About this task
Could you reproduce the lines below from the one with "position == visible_count" through the one with "display.blank()?;"? Keep both ends and add nothing.

───── Supplied records

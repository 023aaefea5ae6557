//! The display refresh: one digit position per tick, all eight in turn.

use crate::Result;
use crate::digit_buffer::DigitBuffer;
use crate::display::DisplayAdapter;
use crate::glyph::Glyph;
use crate::mode::Mode;
use crate::shared::SharedState;
use crate::shared_constants::CELL_COUNT_U8;

/// Countdown positions that carry a separator point: centiseconds|seconds, seconds|minutes,
/// minutes|hours.
const COUNTDOWN_SEPARATORS: [u8; 3] = [2, 4, 6];

/// Owns the scan position. Run [`DisplayMultiplexer::step`] at the refresh rate.
#[derive(Debug, Default)]
pub struct DisplayMultiplexer {
    position: u8,
}

impl DisplayMultiplexer {
    #[must_use]
    pub const fn new() -> Self {
        Self { position: 0 }
    }

    /// The position the next step will light.
    #[must_use]
    pub const fn position(&self) -> u8 {
        self.position
    }

    /// What `position` shows for `mode` and `buffer`, or `None` for dark.
    ///
    /// Returns the glyph and whether its decimal point is lit.
    #[must_use]
    pub fn frame(mode: Mode, buffer: &DigitBuffer, position: u8) -> Option<(Glyph, bool)> {
        let visible_count = buffer.visible_count();
        if mode == Mode::Countdown && visible_count == 0 {
            return (position == 0).then_some((Glyph::digit(0), false));
        }
        if position < visible_count {
            let decimal_point = match mode {
                Mode::Countdown => COUNTDOWN_SEPARATORS.contains(&position),
                Mode::Calculator => buffer.decimal_pos() == Some(position),
            };
            return Some((buffer.glyph(position), decimal_point));
        }
        if mode == Mode::Calculator
            && buffer.is_negative()
            && position == visible_count
            && position < CELL_COUNT_U8
        {
            return Some((Glyph::Minus, false));
        }
        None
    }

    /// Blanks the display, lights the current position from a fresh snapshot, and moves on.
    ///
    /// Only one position is ever lit, and only until the next step.
    ///
    /// # Errors
    ///
    /// Returns an error if the display pins cannot be driven.
    pub fn step(&mut self, shared: &SharedState, display: &mut impl DisplayAdapter) -> Result<()> {
        display.blank()?;
        let (mode, buffer) = shared.snapshot();
        if let Some((glyph, decimal_point)) = Self::frame(mode, &buffer, self.position) {
            display.light(self.position, glyph, decimal_point)?;
        }
        self.position = self.position.wrapping_add(1) % CELL_COUNT_U8;
        Ok(())
    }
}

#[cfg(any(feature = "pico1", feature = "pico2"))]
mod device {
    use embassy_executor::Spawner;
    use embassy_time::Ticker;

    use super::DisplayMultiplexer;
    use crate::Result;
    use crate::hardware::BoardDisplay;
    use crate::shared::SharedState;
    use crate::shared_constants::MULTIPLEX_PERIOD;

    /// Spawns the display refresh task, which owns the display pins.
    ///
    /// # Errors
    ///
    /// Returns an error if the task cannot be spawned.
    pub fn spawn_display_multiplexer(
        shared: &'static SharedState,
        display: BoardDisplay,
        spawner: Spawner,
    ) -> Result<()> {
        let token = multiplexer_loop(shared, display)?;
        spawner.spawn(token);
        Ok(())
    }

    #[embassy_executor::task]
    async fn multiplexer_loop(shared: &'static SharedState, mut display: BoardDisplay) -> ! {
        let mut multiplexer = DisplayMultiplexer::new();
        let mut ticker = Ticker::every(MULTIPLEX_PERIOD);
        loop {
            ticker.next().await;
            if let Err(err) = multiplexer.step(shared, &mut display) {
                panic!("{err}");
            }
        }
    }
}

#[cfg(any(feature = "pico1", feature = "pico2"))]
pub use device::spawn_display_multiplexer;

──────────

Exercise answer
            && position == visible_count
            && position < CELL_COUNT_U8
        {
            return Some((Glyph::Minus, false));
        }
        None
    }

    /// Blanks the display, lights the current position from a fresh snapshot, and moves on.
    ///
    /// Only one position is ever lit, and only until the next step.
    ///
    /// # Errors
    ///
    /// Returns an error if the display pins cannot be driven.
    pub fn step(&mut self, shared: &SharedState, display: &mut impl DisplayAdapter) -> Result<()> {
        display.blank()?;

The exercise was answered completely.